Rusia tuvo que cancelar y reducir los desfiles del Día de la Victoria en distintas regiones ante la preocupación por posibles ataques con misiles ucranianos. La medida afecta a uno de los eventos más importantes del calendario militar ruso y coincide con los enfrentamientos con Ucrania, posteriormente a no haber logrado ningún avance significativo en las negociaciones entre ambos países.
En este marco, se dio a conocer a través de medios independientes como Meduza, que el desfile en Kaliningrado fue cancelado y las unidades militares regresaron a sus bases, sin una explicación oficial del Kremlin. Aunque las autoridades no confirmaron los motivos, distintas fuentes señalan que la decisión responde a amenazas vinculadas con amenazas de misiles ucranianos.
Consecuentemente, las dudas alcanzan incluso a Moscú, donde se evalúan restricciones sobre el desfile central. En los últimos años, el evento ya había sido reducido en escala, con menor presencia de tropas y equipamiento, así como la cancelación recurrente de exhibiciones aéreas, lo que deja en evidencia el impacto directo del conflicto en la planificación militar.
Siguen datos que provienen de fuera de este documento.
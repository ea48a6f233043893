use thumbr_core::logging;

mod cli;

use crate::cli::CliCommand;

fn main() {
    // Prefer the state-dir log file; stderr keeps the CLI usable without it.
    if logging::init_logging().is_err() {
        logging::init_logging_stderr();
    }

    if let Err(err) = CliCommand::run_from_args() {
        eprintln!("thumbr error: {:#}", err);
        std::process::exit(1);
    }
}
//! CLI for thumbr.

mod commands;

use anyhow::Result;
use clap::{Args, Parser, Subcommand};
use thumbr_core::config;

use commands::{run_config_path, run_config_show, run_rewrite};

/// Top-level CLI for thumbr.
#[derive(Debug, Parser)]
#[command(name = "thumbr")]
#[command(about = "thumbr: rewrite image URLs so a Thumbor server resizes them", long_about = None)]
pub struct Cli {
    #[command(subcommand)]
    pub command: CliCommand,
}

#[derive(Debug, Subcommand)]
pub enum CliCommand {
    /// Print the Thumbor URL for an image request (or the input if it is not eligible).
    Rewrite(RewriteArgs),

    /// Inspect the configuration file.
    Config {
        #[command(subcommand)]
        action: ConfigAction,
    },
}

/// Image request to rewrite, plus per-invocation overrides of config.toml.
#[derive(Debug, Args)]
pub struct RewriteArgs {
    /// Image URL as the app would request it.
    pub url: String,

    /// Target width in pixels (0 keeps the aspect ratio).
    #[arg(long, default_value_t = 0)]
    pub width: u32,

    /// Target height in pixels (0 keeps the aspect ratio).
    #[arg(long, default_value_t = 0)]
    pub height: u32,

    /// Fill the target box and crop the overflow.
    #[arg(long, conflicts_with = "center_inside")]
    pub center_crop: bool,

    /// Fit inside the target box without cropping.
    #[arg(long)]
    pub center_inside: bool,

    /// Rewrite even when no size is given.
    #[arg(long)]
    pub always: bool,

    /// Treat the client as able to decode WebP.
    #[arg(long)]
    pub webp: bool,

    /// Extra Thumbor filter, e.g. `quality(80)`. Repeatable.
    #[arg(long = "filter", value_name = "FILTER")]
    pub filters: Vec<String>,

    /// Thumbor endpoint overriding the configured one.
    #[arg(long)]
    pub endpoint: Option<String>,
}

#[derive(Debug, Subcommand)]
pub enum ConfigAction {
    /// Print the config file location.
    Path,
    /// Print the effective configuration as TOML.
    Show,
}

impl CliCommand {
    pub fn run_from_args() -> Result<()> {
        let cli = Cli::parse();

        match cli.command {
            CliCommand::Rewrite(args) => {
                let cfg = config::load_or_init()?;
                tracing::debug!("loaded config: {:?}", cfg);
                run_rewrite(&cfg, &args)?;
            }
            CliCommand::Config { action } => match action {
                ConfigAction::Path => run_config_path()?,
                ConfigAction::Show => run_config_show(&config::load_or_init()?)?,
            },
        }

        Ok(())
    }
}

#[cfg(test)]
mod tests;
Seguridad interna y señales de vulnerabilidad
Con cautela, el portavoz del Kremlin, Dmitry Peskov, evitó confirmar cancelaciones y sostuvo que Rusia sigue preparándose para la conmemoración. Sin embargo, voces cercanas al oficialismo advierten que la posibilidad de ataques de largo alcance, capaces de alcanzar la capital en pocos minutos, pone en la mesa un riesgo difícil de gestionar en eventos de alta exposición pública.
Paralelamente, este cúmulo de amenazas y cancelaciones, coincide con el estancamiento de las negociaciones entre Rusia y Ucrania, lo que refuerza la percepción de un conflicto sin solución cercana. En este marco, las limitaciones sobre los desfiles reflejan no sólo preocupaciones de seguridad, sino también una reconfiguración del alcance territorial y simbólico de la guerra.